> [Dataset entries]
=== Section Start ===

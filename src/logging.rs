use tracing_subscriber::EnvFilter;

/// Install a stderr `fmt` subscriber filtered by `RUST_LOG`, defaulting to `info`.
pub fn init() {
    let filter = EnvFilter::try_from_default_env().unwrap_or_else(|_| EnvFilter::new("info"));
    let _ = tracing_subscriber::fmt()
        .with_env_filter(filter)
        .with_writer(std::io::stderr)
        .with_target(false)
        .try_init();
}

=== Section End ===

Working from the material above, tally how many lines hold the string "stderr". The number is all that is needed.

2